Counting only the lines below that contain the word "copy", what is the total? Give it with no other words.

*** DATA LISTING Section Begins ***

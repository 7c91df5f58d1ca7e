use std::collections::HashMap;

use fltk::{app::Sender, text::TextBuffer};

use crate::app::domain::document::{Document, DocumentId};
use crate::app::domain::messages::Message;

/// Read text from an FLTK TextBuffer without leaking the C-allocated copy.
///
/// `TextBuffer::text()` copies FLTK's `malloc()`'d string into a `String`
/// but never frees the original, leaking the whole buffer on every call.
/// Edits pull the full text on each change, so go through the FFI directly.
pub fn buffer_text_no_leak(buf: &TextBuffer) -> String {
    unsafe extern "C" {
        fn Fl_Text_Buffer_text(buf: *mut std::ffi::c_void) -> *mut std::ffi::c_char;
        fn free(ptr: *mut std::ffi::c_void);
    }

    // SAFETY: buf.as_ptr() is valid while buf exists; FLTK returns a
    // malloc'd, null-terminated copy (or null) which we free after copying.
    unsafe {
        let inner = buf.as_ptr() as *mut std::ffi::c_void;
        let ptr = Fl_Text_Buffer_text(inner);
        if ptr.is_null() {
            return String::new();
        }
        let cstr = std::ffi::CStr::from_ptr(ptr);
        let result = cstr.to_string_lossy().into_owned();
        free(ptr as *mut std::ffi::c_void);
        result
    }
}

struct BoundBuffer {
    buffer: TextBuffer,
    /// Document revision last copied into `buffer`
    pushed_revision: u64,
    cursor: i32,
}

/// One widget buffer per open document. Keeps undo history per tab.
pub struct BufferRegistry {
    buffers: HashMap<DocumentId, BoundBuffer>,
    sender: Sender<Message>,
}

impl BufferRegistry {
    pub fn new(sender: Sender<Message>) -> Self {
        Self {
            buffers: HashMap::new(),
            sender,
        }
    }

    /// Create buffers for new documents and push core-side rewrites.
    pub fn sync(&mut self, documents: &[Document]) {
        for doc in documents {
            match self.buffers.get_mut(&doc.id) {
                Some(bound) => {
                    if bound.pushed_revision != doc.revision() {
                        bound.buffer.set_text(doc.text());
                        bound.pushed_revision = doc.revision();
                    }
                }
                None => {
                    let buffer = self.create_buffer(doc);
                    self.buffers.insert(
                        doc.id,
                        BoundBuffer {
                            buffer,
                            pushed_revision: doc.revision(),
                            cursor: 0,
                        },
                    );
                }
            }
        }
    }

    /// Drop buffers of closed tabs. Call after the editor is bound to a
    /// surviving buffer.
    pub fn prune(&mut self, documents: &[Document]) {
        self.buffers
            .retain(|id, _| documents.iter().any(|d| d.id == *id));
    }

    fn create_buffer(&self, doc: &Document) -> TextBuffer {
        let mut buffer = TextBuffer::default();
        buffer.set_text(doc.text());
        buffer.can_undo(true);

        let sender = self.sender;
        let doc_id = doc.id;
        buffer.add_modify_callback(move |_pos, inserted, deleted, _restyled, _deleted_text| {
            if inserted > 0 || deleted > 0 {
                sender.send(Message::BufferModified(doc_id));
            }
        });
        buffer
    }

    pub fn buffer(&self, id: DocumentId) -> Option<TextBuffer> {
        self.buffers.get(&id).map(|b| b.buffer.clone())
    }

    pub fn text(&self, id: DocumentId) -> Option<String> {
        self.buffers.get(&id).map(|b| buffer_text_no_leak(&b.buffer))
    }

    pub fn cursor(&self, id: DocumentId) -> i32 {
        self.buffers.get(&id).map_or(0, |b| b.cursor)
    }

    pub fn remember_cursor(&mut self, id: DocumentId, pos: i32) {
        if let Some(bound) = self.buffers.get_mut(&id) {
            bound.cursor = pos;
        }
    }
}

*** DATA LISTING Section Ends ***

* **ANSWER SECTION**
2